ARC: DVFS-Aware Asymmetric-Retention STT-RAM Caches for Energy-Efficient Multicore Processors
Dhruv Gajaria, Tosiron Adegbija
TL;DR
This work investigates how dynamic voltage and frequency scaling (DVFS) interacts with relaxed-retention STT-RAM caches in multicore processors. It shows that clock frequency and retention time jointly influence cache performance, including expiration misses, and that naive retention choices can be suboptimal under DVFS. To exploit this, the authors design ARC, a DVFS-aware asymmetric-retention core architecture with cores tuned to different retention times and frequency ranges, plus a runtime decision-tree predictor to map applications to the best core. Empirical results demonstrate meaningful energy reductions at both cache and processor levels (up to ~39% cache energy and ~13% processor energy savings) compared to SRAM, and competitive gains versus homogeneous STT-RAM designs, with manageable overheads and scalable potential. The work highlights the potential of retention-time specialization combined with DVFS for energy-efficient multicore STT-RAM caches and suggests avenues for extending ARC to larger, more complex systems.
Abstract
Relaxed retention (or volatile) spin-transfer torque RAM (STT-RAM) has been widely studied as a way to reduce STT-RAM's write energy and latency overheads.
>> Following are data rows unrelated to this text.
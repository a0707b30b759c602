//! Crafting Resolver — atomic ingredient-to-product transformation
//!
//! A craft walks `Requested → IngredientsFetched → Validated → Applied`, or
//! stops at any step with a typed rejection and no inventory change. The
//! apply step is one Ledger batch (every ingredient negative, the target +1),
//! never per-ingredient calls, so a failure can never leave a half-consumed
//! craft behind. The pre-validation read exists to name the exact shortfall;
//! the batch re-checks everything under the transaction, which closes the
//! race against a concurrent spend of the same ingredients.

use std::sync::Arc;

use serde::Serialize;
use tracing::{debug, info};

use crate::error::{EconomyError, EconomyResult};
use crate::storage::catalog::{CatalogStore, RecipeIngredient, MAX_RECIPE_INGREDIENTS};
use crate::storage::ledger::LedgerStore;

/// Progress marker of one craft attempt (diagnostics/logging)
#[derive(Debug, Clone, Copy, PartialEq, Eq)]
enum CraftPhase {
    Requested,
    IngredientsFetched,
    Validated,
    Applied,
}

/// Result of a successful craft
#[derive(Debug, Clone, Serialize)]
pub struct CraftOutcome {
    pub target_item_id: String,
    pub consumed: Vec<RecipeIngredient>,
}

/// Validates and atomically applies recipes against the Ledger
pub struct CraftingResolver {
    catalog: Arc<CatalogStore>,
    ledger: Arc<LedgerStore>,
}

impl CraftingResolver {
    pub fn new(catalog: Arc<CatalogStore>, ledger: Arc<LedgerStore>) -> Self {
        Self { catalog, ledger }
    }

    /// Craft one unit of `target_item_id` for `account_id`
    pub async fn craft(
        &self,
        account_id: &str,
        target_item_id: &str,
    ) -> EconomyResult<CraftOutcome> {
        let mut phase = CraftPhase::Requested;
        debug!("Craft {:?}: {} wants {}", phase, account_id, target_item_id);

        let recipe = self
            .catalog
            .get_recipe(target_item_id)?
            .ok_or_else(|| EconomyError::NoSuchRecipe(target_item_id.to_string()))?;
        phase = CraftPhase::IngredientsFetched;
        debug!(
            "Craft {:?}: recipe for {} has {} ingredient(s)",
            phase,
            target_item_id,
            recipe.ingredients.len()
        );

        if recipe.ingredients.is_empty() {
            return Err(EconomyError::Validation(format!(
                "recipe for '{target_item_id}' has no ingredients"
            )));
        }
        if recipe.ingredients.len() > MAX_RECIPE_INGREDIENTS {
            return Err(EconomyError::Validation(format!(
                "recipe for '{target_item_id}' exceeds {MAX_RECIPE_INGREDIENTS} ingredients"
            )));
        }

        for ingredient in &recipe.ingredients {
            let have = self
                .ledger
                .get_item_quantity(account_id, &ingredient.item_id)
                .await?;
            if have < ingredient.quantity {
                debug!(
                    "Craft rejected: {} has {} of {}, needs {}",
                    account_id, have, ingredient.item_id, ingredient.quantity
                );
                return Err(EconomyError::InsufficientIngredient(
                    ingredient.item_id.clone(),
                ));
            }
        }
        phase = CraftPhase::Validated;
        debug!("Craft {:?}: {} -> {}", phase, account_id, target_item_id);

        let mut deltas: Vec<(String, f64)> = recipe
            .ingredients
            .iter()
            .map(|ingredient| (ingredient.item_id.clone(), -ingredient.quantity))
            .collect();
        deltas.push((target_item_id.to_string(), 1.0));

        match self.ledger.adjust_inventory(account_id, &deltas).await {
            Ok(()) => {}
            // A concurrent spend emptied an ingredient between the check and
            // the batch; surface it as the same rejection
            Err(EconomyError::InsufficientInventory { item, .. }) => {
                return Err(EconomyError::InsufficientIngredient(item));
            }
            Err(err) => return Err(err),
        }
        phase = CraftPhase::Applied;

        info!(
            "Craft {:?}: {} made 1x {} from {} ingredient(s)",
            phase,
            account_id,
            target_item_id,
            recipe.ingredients.len()
        );
        Ok(CraftOutcome {
            target_item_id: target_item_id.to_string(),
            consumed: recipe.ingredients,
        })
    }
}
//! InventoryService — storage view and direct quantity adjustments
//!
//! Endpoints:
//! - POST /starforge.InventoryService/GetInventory
//! - POST /starforge.InventoryService/Deposit
//! - POST /starforge.InventoryService/Withdraw
//! - POST /starforge.InventoryService/Transfer
//!
//! Deposit/Withdraw are the bridge the game server uses to move items
//! between in-game cargo and the player's online storage. Every item id is
//! checked against the catalog before it touches the ledger.

use axum::{extract::State, routing::post, Json, Router};
use serde::{Deserialize, Serialize};

use super::ApiState;
use crate::error::{EconomyError, EconomyResult};

pub fn routes() -> Router<ApiState> {
    Router::new()
        .route("/starforge.InventoryService/GetInventory", post(get_inventory))
        .route("/starforge.InventoryService/Deposit", post(deposit))
        .route("/starforge.InventoryService/Withdraw", post(withdraw))
        .route("/starforge.InventoryService/Transfer", post(transfer))
}

// ============================================================================
// Request/Response Types
// ============================================================================

#[derive(Deserialize)]
pub struct InventoryRequest {
    pub account_id: String,
}

#[derive(Serialize)]
pub struct InventoryEntry {
    pub item_id: String,
    pub display_name: String,
    pub category: String,
    pub description: String,
    pub rarity: u32,
    pub quantity: f64,
}

#[derive(Serialize)]
pub struct InventoryResponse {
    pub items: Vec<InventoryEntry>,
}

#[derive(Deserialize)]
pub struct AdjustRequest {
    pub account_id: String,
    pub item_id: String,
    pub quantity: f64,
}

#[derive(Serialize)]
pub struct AdjustResponse {
    pub item_id: String,
    /// Quantity remaining in online storage after the adjustment
    pub quantity: f64,
}

#[derive(Deserialize)]
pub struct TransferRequest {
    pub from_account: String,
    pub to_account: String,
    #[serde(default)]
    pub amount: f64,
    pub item_id: Option<String>,
    pub quantity: Option<f64>,
}

#[derive(Serialize)]
pub struct TransferResponse {
    pub message: &'static str,
}

// ============================================================================
// Handlers
// ============================================================================

/// Positive-quantity items joined with catalog metadata. Items the catalog
/// no longer recognizes are omitted from the view (they stay in storage).
async fn get_inventory(
    State(state): State<ApiState>,
    Json(req): Json<InventoryRequest>,
) -> EconomyResult<Json<InventoryResponse>> {
    let rows = state.ledger.get_inventory(&req.account_id).await?;

    let mut items = Vec::with_capacity(rows.len());
    for row in rows {
        if let Some(entry) = state.catalog.get_item(&row.item_id)? {
            items.push(InventoryEntry {
                item_id: entry.item_id,
                display_name: entry.display_name,
                category: entry.category,
                description: entry.description,
                rarity: entry.rarity,
                quantity: row.quantity,
            });
        }
    }

    Ok(Json(InventoryResponse { items }))
}

async fn deposit(
    State(state): State<ApiState>,
    Json(req): Json<AdjustRequest>,
) -> EconomyResult<Json<AdjustResponse>> {
    validate_adjustment(&state, &req)?;
    state
        .ledger
        .adjust_inventory(&req.account_id, &[(req.item_id.clone(), req.quantity)])
        .await?;

    let quantity = state
        .ledger
        .get_item_quantity(&req.account_id, &req.item_id)
        .await?;
    Ok(Json(AdjustResponse {
        item_id: req.item_id,
        quantity,
    }))
}

async fn withdraw(
    State(state): State<ApiState>,
    Json(req): Json<AdjustRequest>,
) -> EconomyResult<Json<AdjustResponse>> {
    validate_adjustment(&state, &req)?;
    state
        .ledger
        .adjust_inventory(&req.account_id, &[(req.item_id.clone(), -req.quantity)])
        .await?;

    let quantity = state
        .ledger
        .get_item_quantity(&req.account_id, &req.item_id)
        .await?;
    Ok(Json(AdjustResponse {
        item_id: req.item_id,
        quantity,
    }))
}

/// Internal/admin transfer of currency and/or items between accounts
async fn transfer(
    State(state): State<ApiState>,
    Json(req): Json<TransferRequest>,
) -> EconomyResult<Json<TransferResponse>> {
    let item = match (&req.item_id, req.quantity) {
        (Some(item_id), Some(quantity)) => {
            if !state.catalog.item_exists(item_id)? {
                return Err(EconomyError::NotFound(format!("item type {item_id}")));
            }
            Some((item_id.as_str(), quantity))
        }
        (None, None) => None,
        _ => {
            return Err(EconomyError::Validation(
                "item_id and quantity must be provided together".into(),
            ))
        }
    };

    state
        .ledger
        .transfer(&req.from_account, &req.to_account, req.amount, item)
        .await?;

    Ok(Json(TransferResponse {
        message: "transfer complete",
    }))
}

fn validate_adjustment(state: &ApiState, req: &AdjustRequest) -> EconomyResult<()> {
    if !req.quantity.is_finite() || req.quantity <= 0.0 {
        return Err(EconomyError::Validation(format!(
            "quantity must be positive, got {}",
            req.quantity
        )));
    }
    if !state.catalog.item_exists(&req.item_id)? {
        return Err(EconomyError::NotFound(format!(
            "item type {}",
            req.item_id
        )));
    }
    Ok(())
}
//! MarketService — peer-to-peer listings with inventory escrow
//!
//! Endpoints:
//! - POST /starforge.MarketService/CreateListing
//! - POST /starforge.MarketService/Purchase
//! - POST /starforge.MarketService/Cancel
//! - POST /starforge.MarketService/Browse
//! - POST /starforge.MarketService/RecentTrades

use axum::{extract::State, routing::post, Json, Router};
use chrono::{DateTime, Utc};
use serde::{Deserialize, Serialize};
use std::sync::atomic::Ordering;

use super::ApiState;
use crate::error::{EconomyError, EconomyResult};
use crate::storage::ledger::{TradeLogRow, TradeReceipt};

pub fn routes() -> Router<ApiState> {
    Router::new()
        .route("/starforge.MarketService/CreateListing", post(create_listing))
        .route("/starforge.MarketService/Purchase", post(purchase))
        .route("/starforge.MarketService/Cancel", post(cancel))
        .route("/starforge.MarketService/Browse", post(browse))
        .route("/starforge.MarketService/RecentTrades", post(recent_trades))
}

// ============================================================================
// Request/Response Types
// ============================================================================

#[derive(Deserialize)]
pub struct CreateListingRequest {
    pub account_id: String,
    pub item_id: String,
    pub price_per_unit: f64,
    pub quantity: f64,
}

#[derive(Serialize)]
pub struct CreateListingResponse {
    pub listing_id: i64,
}

#[derive(Deserialize)]
pub struct PurchaseRequest {
    pub account_id: String,
    pub listing_id: i64,
    pub quantity: f64,
}

#[derive(Deserialize)]
pub struct CancelRequest {
    pub account_id: String,
    pub listing_id: i64,
    pub quantity: f64,
}

#[derive(Serialize)]
pub struct CancelResponse {
    pub message: &'static str,
}

#[derive(Deserialize)]
pub struct BrowseRequest {
    pub account_id: String,
    /// true = the caller's own listings, false = everyone else's
    #[serde(default)]
    pub mine: bool,
    pub item_id: Option<String>,
    #[serde(default)]
    pub page: u32,
    #[serde(default = "default_per_page")]
    pub per_page: u32,
}

fn default_per_page() -> u32 {
    20
}

#[derive(Serialize)]
pub struct BrowseEntry {
    pub id: i64,
    pub seller_id: String,
    pub item_id: String,
    pub display_name: String,
    pub category: String,
    pub rarity: u32,
    pub price_per_unit: f64,
    pub quantity: f64,
    pub created_at: DateTime<Utc>,
}

#[derive(Serialize)]
pub struct BrowseResponse {
    pub entries: Vec<BrowseEntry>,
}

#[derive(Deserialize)]
pub struct RecentTradesRequest {
    #[serde(default = "default_trades_limit")]
    pub limit: i64,
}

fn default_trades_limit() -> i64 {
    50
}

#[derive(Serialize)]
pub struct RecentTradesResponse {
    pub trades: Vec<TradeLogRow>,
}

// ============================================================================
// Handlers
// ============================================================================

async fn create_listing(
    State(state): State<ApiState>,
    Json(req): Json<CreateListingRequest>,
) -> EconomyResult<Json<CreateListingResponse>> {
    if !state.catalog.item_exists(&req.item_id)? {
        return Err(EconomyError::NotFound(format!(
            "item type {}",
            req.item_id
        )));
    }

    let listing_id = state
        .ledger
        .create_listing(
            &req.account_id,
            &req.item_id,
            req.price_per_unit,
            req.quantity,
        )
        .await?;
    state.metrics.listings_created.fetch_add(1, Ordering::Relaxed);

    Ok(Json(CreateListingResponse { listing_id }))
}

async fn purchase(
    State(state): State<ApiState>,
    Json(req): Json<PurchaseRequest>,
) -> EconomyResult<Json<TradeReceipt>> {
    let receipt = state
        .ledger
        .purchase_listing(&req.account_id, req.listing_id, req.quantity)
        .await?;
    state.metrics.trades_completed.fetch_add(1, Ordering::Relaxed);

    Ok(Json(receipt))
}

async fn cancel(
    State(state): State<ApiState>,
    Json(req): Json<CancelRequest>,
) -> EconomyResult<Json<CancelResponse>> {
    state
        .ledger
        .cancel_listing(&req.account_id, req.listing_id, req.quantity)
        .await?;

    Ok(Json(CancelResponse {
        message: "listing cancelled",
    }))
}

/// Browse listings joined with catalog metadata, newest first
async fn browse(
    State(state): State<ApiState>,
    Json(req): Json<BrowseRequest>,
) -> EconomyResult<Json<BrowseResponse>> {
    let per_page = req.per_page.min(50).max(1) as i64;
    let offset = i64::from(req.page) * per_page;

    let rows = state
        .ledger
        .list_listings(
            &req.account_id,
            req.mine,
            req.item_id.as_deref(),
            per_page,
            offset,
        )
        .await?;

    let mut entries = Vec::with_capacity(rows.len());
    for row in rows {
        if let Some(item) = state.catalog.get_item(&row.item_id)? {
            entries.push(BrowseEntry {
                id: row.id,
                seller_id: row.seller_id,
                item_id: row.item_id,
                display_name: item.display_name,
                category: item.category,
                rarity: item.rarity,
                price_per_unit: row.price_per_unit,
                quantity: row.quantity,
                created_at: row.created_at,
            });
        }
    }

    Ok(Json(BrowseResponse { entries }))
}

async fn recent_trades(
    State(state): State<ApiState>,
    Json(req): Json<RecentTradesRequest>,
) -> EconomyResult<Json<RecentTradesResponse>> {
    let trades = state.ledger.recent_trades(req.limit.clamp(1, 200)).await?;
    Ok(Json(RecentTradesResponse { trades }))
}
Given a relaxed retention time STT-RAM level one (L1) cache, we analyze the impacts of dynamic voltage and frequency scaling (DVFS) -- a common optimization in modern processors -- on STT-RAM L1 cache design. Our analysis reveals that, apart from the fact that different applications may require different retention times, the clock frequency, which is typically ignored in most STT-RAM studies, may also significantly impact applications' retention time needs. Based on our findings, we propose an asymmetric-retention core (ARC) design for multicore architectures. ARC features retention time heterogeneity to specialize STT-RAM retention times to applications' needs. We also propose a runtime prediction model to determine the best core on which to run an application, based on the applications' characteristics, their retention time requirements, and available DVFS settings. Results reveal that the proposed approach can reduce the average cache energy by 20.19% and overall processor energy by 7.66%, compared to a homogeneous STT-RAM cache design.